Q27 of 48 · Cypress

What's the cleanest way to test a multi-step form?

CypressMidcypresswizardspage-objectsmid

Short answer

Short answer: Encapsulate each step in a small page object or custom command, drive the happy path through them, and add per-step tests for validation and back-navigation. Stub or seed inputs that aren't the focus of the test so you can land on a specific step quickly.

Detail

Multi-step forms accumulate noise fast — each test ends up duplicating the steps before its target. Three techniques keep them readable:

1. Encapsulate steps. A small page object or custom command per step with the actions you actually care about (fillProfile(values), fillPlan(plan), submit()). Specs read at the level of the workflow, not the inputs.

2. Seed-and-jump. Don't make every test traverse all steps. Use cy.task to insert a partial draft directly into the database, then cy.visit('/wizard/step3') to land where you need to test. Only step 3's behaviour is exercised; the prior steps are tested in their own specs.

3. Test the failure modes per step. State preservation across back-nav, refresh recovery, validation, and submit-twice are usually where bugs hide. Each gets its own test, scoped to one step.
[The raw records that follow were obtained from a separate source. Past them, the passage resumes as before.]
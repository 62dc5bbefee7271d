//! Numerical integration of products of basis functions over reference cells and facets.
use crate::element::{Element, ReferenceCell};
use crate::error::FormError;
use crate::form::{BasisFunction, Restriction};
use crate::index::{Index, IndexKind};
use crate::quadrature::QuadratureRule;
use serde::{Deserialize, Serialize};
use std::fmt;
use std::fmt::{Display, Formatter};

/// Evaluates the integral of a product of basis functions for fixed index values.
pub trait QuadratureEvaluator: Sync {
    /// Integrates the product of all basis functions, with primary indices taking the values
    /// `i`, secondary indices the values `a` and auxiliary indices the values `b`.
    fn integrate(
        &self,
        basis_functions: &[BasisFunction],
        i: &[usize],
        a: &[usize],
        b: &[usize],
    ) -> Result<f64, FormError>;
}

/// The part of the reference cell that is integrated over.
#[derive(Debug, Copy, Clone, PartialEq, Eq, PartialOrd, Ord, Hash, Serialize, Deserialize)]
pub enum QuadratureDomain {
    Cell,
    ExteriorFacet(usize),
    /// The facets of the plus and minus side, in the numbering of their own cells.
    InteriorFacet(usize, usize),
}

impl Display for QuadratureDomain {
    fn fmt(&self, f: &mut Formatter<'_>) -> fmt::Result {
        match self {
            Self::Cell => write!(f, "cell"),
            Self::ExteriorFacet(facet) => write!(f, "exterior facet {facet}"),
            Self::InteriorFacet(plus, minus) => write!(f, "interior facet ({plus}, {minus})"),
        }
    }
}

/// The quadrature degree that integrates a product of the given basis functions exactly.
pub fn default_quadrature_degree(basis_functions: &[BasisFunction]) -> usize {
    basis_functions.iter().map(|v| v.element.degree()).sum()
}

/// Integrates products of basis functions with quadrature on a reference cell.
///
/// On interior facets, minus-restricted basis functions are evaluated at the quadrature
/// points of the minus facet and all other basis functions at those of the plus facet. The
/// points of both sides correspond to the same points of the reference facet.
#[derive(Debug, Clone)]
pub struct ReferenceIntegrator {
    cell: ReferenceCell,
    domain: QuadratureDomain,
    plus: QuadratureRule,
    minus: QuadratureRule,
}

impl ReferenceIntegrator {
    pub fn new(cell: ReferenceCell, domain: QuadratureDomain, degree: usize) -> Result<Self, FormError> {
        let (plus, minus) = match domain {
            QuadratureDomain::Cell => {
                let rule = QuadratureRule::for_cell(cell, degree)?;
                (rule.clone(), rule)
            }
            QuadratureDomain::ExteriorFacet(facet) => {
                let rule = QuadratureRule::for_facet(cell, facet, degree)?;
                (rule.clone(), rule)
            }
            QuadratureDomain::InteriorFacet(plus, minus) => (
                QuadratureRule::for_facet(cell, plus, degree)?,
                QuadratureRule::for_facet(cell, minus, degree)?,
            ),
        };
        Ok(Self {
            cell,
            domain,
            plus,
            minus,
        })
    }

    /// Creates an integrator for the cell of the given basis functions.
    ///
    /// If `degree` is `None`, the degree is the sum of the degrees of the elements.
    pub fn for_basis_functions(
        basis_functions: &[BasisFunction],
        domain: QuadratureDomain,
        degree: Option<usize>,
    ) -> Result<Self, FormError> {
        let cell = basis_functions
            .first()
            .map(|v| v.element.cell())
            .ok_or_else(|| FormError::Unhandled("integration of a monomial without basis functions".to_string()))?;
        let degree = degree.unwrap_or_else(|| default_quadrature_degree(basis_functions));
        Self::new(cell, domain, degree)
    }

    pub fn cell(&self) -> ReferenceCell {
        self.cell
    }

    pub fn domain(&self) -> QuadratureDomain {
        self.domain
    }

    pub fn rule(&self) -> &QuadratureRule {
        &self.plus
    }
}

/// A basis function with all of its indices replaced by values.
struct ResolvedBasisFunction<'a> {
    element: &'a Element,
    basis: usize,
    component: Vec<usize>,
    derivatives: Vec<usize>,
    minus: bool,
}

fn resolve_index(index: &Index, i: &[usize], a: &[usize], b: &[usize]) -> Result<usize, FormError> {
    let values = match index.kind() {
        IndexKind::Fixed => return Ok(index.value()),
        IndexKind::Primary => i,
        IndexKind::Secondary => a,
        IndexKind::Auxiliary => b,
    };
    values
        .get(index.value())
        .copied()
        .ok_or_else(|| FormError::ReferenceTensor(format!("no value given for index {index}")))
}

fn out_of_bounds(what: &str, value: usize, dim: usize, v: &BasisFunction) -> FormError {
    FormError::ReferenceTensor(format!("{what} {value} is out of bounds (dimension {dim}) for {v}"))
}

impl ReferenceIntegrator {
    fn resolve<'a>(
        &self,
        v: &'a BasisFunction,
        i: &[usize],
        a: &[usize],
        b: &[usize],
    ) -> Result<ResolvedBasisFunction<'a>, FormError> {
        let element = &v.element;
        if element.cell() != self.cell {
            return Err(FormError::Unhandled(format!(
                "basis function {v} on a {} cell integrated over a {} cell",
                element.cell(),
                self.cell
            )));
        }

        let basis = resolve_index(&v.index, i, a, b)?;
        if basis >= element.space_dimension() {
            return Err(out_of_bounds("basis function", basis, element.space_dimension(), v));
        }

        let value_shape = element.value_shape();
        if v.components.len() != value_shape.len() {
            return Err(FormError::ReferenceTensor(format!(
                "basis function {v} has {} component indices, but its element has value rank {}",
                v.components.len(),
                value_shape.len()
            )));
        }
        let mut component = Vec::with_capacity(value_shape.len());
        for (index, &dim) in v.components.iter().zip(value_shape) {
            let value = resolve_index(index, i, a, b)?;
            if value >= dim {
                return Err(out_of_bounds("component", value, dim, v));
            }
            component.push(value);
        }

        let mut derivatives = Vec::with_capacity(v.derivatives.len());
        for derivative in &v.derivatives {
            let direction = resolve_index(&derivative.index, i, a, b)?;
            let dim = derivative.element.shape_dimension();
            if direction >= dim {
                return Err(out_of_bounds("derivative direction", direction, dim, v));
            }
            derivatives.push(direction);
        }

        Ok(ResolvedBasisFunction {
            element,
            basis,
            component,
            derivatives,
            minus: v.restriction == Restriction::Minus,
        })
    }
}

impl QuadratureEvaluator for ReferenceIntegrator {
    fn integrate(
        &self,
        basis_functions: &[BasisFunction],
        i: &[usize],
        a: &[usize],
        b: &[usize],
    ) -> Result<f64, FormError> {
        let resolved = basis_functions
            .iter()
            .map(|v| self.resolve(v, i, a, b))
            .collect::<Result<Vec<_>, _>>()?;

        let weights = self.plus.weights();
        let plus_points = self.plus.points();
        let minus_points = self.minus.points();
        let mut integral = 0.0;
        for (q, w) in weights.iter().enumerate() {
            let product = resolved.iter().fold(1.0, |product, v| {
                let xi = if v.minus { &minus_points[q] } else { &plus_points[q] };
                product
                    * v.element
                        .evaluate(v.basis, &v.component, &v.derivatives, xi.as_slice())
            });
            integral += w * product;
        }
        Ok(integral)
    }
}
A complete spec structure:

  • One happy-path spec that walks all steps end-to-end (canary).
  • Per-step specs for validation and field behaviour.
  • Cross-cutting specs for back-navigation, refresh recovery, two-tab editing.

Avoid the temptation to test all field validations through a happy-path traversal — they balloon the spec and make individual failures hard to interpret.

// EXAMPLE

wizard.cy.ts

// support/wizard.ts
export const Wizard = {
  fillProfile({ name, email }: { name: string; email: string }) {
    cy.get('[data-test=name]').type(name);
    cy.get('[data-test=email]').type(email);
    cy.get('[data-test=next]').click();
  },
  fillPlan(plan: 'free' | 'pro') {
    cy.get(`[data-test=plan-${plan}]`).click();
    cy.get('[data-test=next]').click();
  },
  submit() {
    cy.get('[data-test=confirm]').click();
  },
};

// signup.cy.ts — happy path
import { Wizard } from '../support/wizard';

describe('Signup wizard', () => {
  it('completes the happy path', () => {
    cy.visit('/signup');
    Wizard.fillProfile({ name: 'Alice', email: 'alice@x.com' });
    Wizard.fillPlan('pro');
    Wizard.submit();
    cy.url().should('include', '/welcome');
  });

  it('preserves data on back navigation (step 2 → step 1)', () => {
    cy.visit('/signup');
    Wizard.fillProfile({ name: 'Bob', email: 'bob@x.com' });
    cy.get('[data-test=back]').click();
    cy.get('[data-test=name]').should('have.value', 'Bob');
  });

  it('rejects invalid email at step 1', () => {
    cy.visit('/signup');
    cy.get('[data-test=email]').type('not-an-email');
    cy.get('[data-test=next]').click();
    cy.get('[data-test=email-error]').should('be.visible');
  });
});

// WHAT INTERVIEWERS LOOK FOR

Encapsulation per step, seed-and-jump for non-target steps, and one happy-path canary plus per-step failure specs.

// COMMON PITFALL

Writing one mega-test that walks all steps and asserts at each — it duplicates setup across specs and makes failures hard to localise.